> [What this task involves]: Search the records for the word "truncate". Copy every line where it appears.
Start of Data for this task
impl ChainSearch<'_> {
    fn extend(&mut self, chain: &mut Vec<usize>, visited: &mut HashSet<String>) {
        if self.chains.len() >= MAX_ENUMERATED_CHAINS {
            return;
        }
        let Some(&last) = chain.last() else {
            return;
        };
        let tail = self.relations[last].effect.as_str();
        let next: Vec<usize> = if chain.len() >= MAX_CHAIN_RELATIONS {
            Vec::new()
        } else {
            self.by_cause
                .get(tail)
                .map(|v| {
                    v.iter()
                        .copied()
                        .filter(|&r| !visited.contains(&self.relations[r].effect))
                        .collect()
                })
                .unwrap_or_default()
        };

        if next.is_empty() {
            if chain.len() >= 2 {
                self.chains.push(chain.clone());
            }
            return;
        }
        for r in next {
            let effect = self.relations[r].effect.clone();
            visited.insert(effect.clone());
            chain.push(r);
            self.extend(chain, visited);
            chain.pop();
            visited.remove(&effect);
        }
    }
}

fn is_contiguous_part(short: &[usize], long: &[usize]) -> bool {
    short.len() < long.len() && long.windows(short.len()).any(|w| w == short)
}

/// Maximal simple chains of 2..=5 relations where each effect is the next
/// cause, best mean confidence first.
pub fn build_chains(relations: &[CausalRelation]) -> Vec<CausalChain> {
    let mut by_cause: HashMap<&str, Vec<usize>> = HashMap::new();
    for (i, r) in relations.iter().enumerate() {
        by_cause.entry(r.cause.as_str()).or_default().push(i);
    }
    let mut search = ChainSearch {
        relations,
        by_cause,
        chains: Vec::new(),
    };
    for start in 0..relations.len() {
        let mut visited: HashSet<String> =
            [relations[start].cause.clone(), relations[start].effect.clone()].into_iter().collect();
        let mut chain = vec![start];
        search.extend(&mut chain, &mut visited);
    }

    let found = search.chains;
    let mut chains: Vec<CausalChain> = found
        .iter()
        .filter(|c| !found.iter().any(|other| is_contiguous_part(c, other)))
        .map(|c| {
            let members: Vec<CausalRelation> = c.iter().map(|&i| relations[i].clone()).collect();
            let confidence = safe_div(
                members.iter().map(|r| r.confidence).sum(),
                members.len() as f64,
                0.0,
            );
            CausalChain {
                relations: members,
                confidence: round_to(confidence, 4),
            }
        })
        .collect();

    chains.sort_by(|a, b| {
        b.confidence
            .total_cmp(&a.confidence)
            .then(b.relations.len().cmp(&a.relations.len()))
    });
    chains.truncate(TOP_CHAINS);
    chains
}

fn central_causes(chains: &[CausalChain]) -> Vec<CentralCause> {
    let mut counts: BTreeMap<&str, (usize, &str)> = BTreeMap::new();
    for relation in chains.iter().flat_map(|c| &c.relations) {
        let entry = counts
            .entry(relation.cause.as_str())
            .or_insert((0, relation.cause_name.as_str()));
        entry.0 += 1;
    }
    let mut causes: Vec<CentralCause> = counts
        .into_iter()
        .map(|(id, (occurrences, name))| CentralCause {
            id: id.to_string(),
            name: name.to_string(),
            occurrences,
        })
        .collect();
    causes.sort_by(|a, b| b.occurrences.cmp(&a.occurrences).then_with(|| a.name.cmp(&b.name)));
    causes.truncate(TOP_CENTRAL_CAUSES);
    causes
}

fn chain_label(chain: &CausalChain) -> String {
    let mut label = chain.relations.first().map(|r| r.cause_name.clone()).unwrap_or_default();
    for relation in &chain.relations {
        label.push_str(" -> ");
        label.push_str(&relation.effect_name);
    }
    label
}

/// Harvests causal relations from the text and the graph, chains them and
/// summarizes the most central causes.
pub fn build_causal_chains(graph: &Graph, text: &str) -> CausalAnalysis {
    let mut relations = text_causal_relations(graph, text);
    relations.extend(structural_causal_relations(graph));
    let relations = dedupe(relations);
    let chains = build_chains(&relations);
    let central = central_causes(&chains);

    let mut insights = Vec::new();
    if let Some(top) = central.first() {
        insights.push(format!(
            "'{}' is the most central cause, driving {} link(s) across causal chains",
            top.name, top.occurrences
        ));
    }
    if let Some(best) = chains.first() {
        insights.push(format!(
            "Strongest causal chain: {} (confidence {:.2})",
            chain_label(best),
            best.confidence
        ));
    }
    if chains.is_empty() && !relations.is_empty() {
        insights.push(format!(
            "{} direct causal relation(s) found but none chain together",
            relations.len()
        ));
    }

    tracing::debug!(relations = relations.len(), chains = chains.len(), "Causal analysis complete");

    CausalAnalysis {
        relations,
        chains,
        central_causes: central,
        insights,
    }
}

#[cfg(test)]
mod tests {
    use super::*;
    use synapse_core::entity::{category, NodeType, Relation};

    fn node(name: &str) -> Entity {
        Entity::new(name, NodeType::Concept, category::KEY_PHRASE, 1.0)
    }

    #[test]
    fn test_text_pattern_resolves_nearest_mentions() {
        let graph = Graph::new(
            vec![node("内容营销"), node("用户画像"), node("转化率")],
            Vec::new(),
        );
        let found = text_causal_relations(&graph, "内容营销通过用户画像提升转化率。");
        let rel = found.iter().find(|r| r.relation_type == "optimizes").unwrap();
        assert_eq!(rel.cause_name, "用户画像");
        assert_eq!(rel.effect_name, "转化率");
        assert_eq!(rel.origin, CausalOrigin::Text);
    }

    #[test]
    fn test_requires_reads_prerequisite_as_cause() {
        let graph = Graph::new(vec![node("模型训练"), node("数据")], Vec::new());
        let found = text_causal_relations(&graph, "模型训练需要数据");
        assert_eq!(found.len(), 1);
        assert_eq!(found[0].cause_name, "数据");
        assert_eq!(found[0].effect_name, "模型训练");

        let a = node("model");
        let b = node("data");
        let g = Graph::new(vec![a.clone(), b.clone()], vec![Relation::new(&a.id, &b.id, "requires", 0.7)]);
        let structural = structural_causal_relations(&g);
        assert_eq!(structural[0].cause, b.id);
        assert_eq!(structural[0].confidence, 0.7);
    }

    #[test]
    fn test_english_pattern() {
        let graph = Graph::new(vec![node("churn"), node("revenue")], Vec::new());
        let found = text_causal_relations(&graph, "Churn causes revenue loss.");
        assert_eq!(found.len(), 1);
        assert_eq!(found[0].cause_name, "churn");
        assert_eq!(found[0].effect_name, "revenue");
    }

    #[test]
    fn test_chains_are_maximal() {
        let (a, b, c, d) = (node("a"), node("b"), node("c"), node("d"));
        let graph = Graph::new(
            vec![a.clone(), b.clone(), c.clone(), d.clone()],
            vec![
                Relation::new(&a.id, &b.id, "used_for", 0.8),
                Relation::new(&b.id, &c.id, "generates", 0.6),
                Relation::new(&c.id, &d.id, "influences", 0.7),
                Relation::new(&d.id, &a.id, "related_to", 0.9),
            ],
        );
        let analysis = build_causal_chains(&graph, "");
        assert_eq!(analysis.relations.len(), 3);
        assert_eq!(analysis.chains.len(), 1);
        let chain = &analysis.chains[0];
        assert_eq!(chain.node_ids(), vec![a.id.as_str(), b.id.as_str(), c.id.as_str(), d.id.as_str()]);
        assert!((chain.confidence - 0.7).abs() < 1e-9);
        assert_eq!(analysis.central_causes.len(), 3);
        assert_eq!(analysis.insights.len(), 2);
    }

    #[test]
    fn test_cycle_does_not_loop() {
        let (a, b) = (node("a"), node("b"));
        let graph = Graph::new(
            vec![a.clone(), b.clone()],
            vec![
                Relation::new(&a.id, &b.id, "influences", 0.8),
                Relation::new(&b.id, &a.id, "influences", 0.8),
            ],
        );
        let analysis = build_causal_chains(&graph, "");
        assert!(analysis.chains.is_empty());
        assert_eq!(analysis.relations.len(), 2);
    }
}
End of Data for this task
> [Solution for this exercise]:
    chains.truncate(TOP_CHAINS);
    causes.truncate(TOP_CENTRAL_CAUSES);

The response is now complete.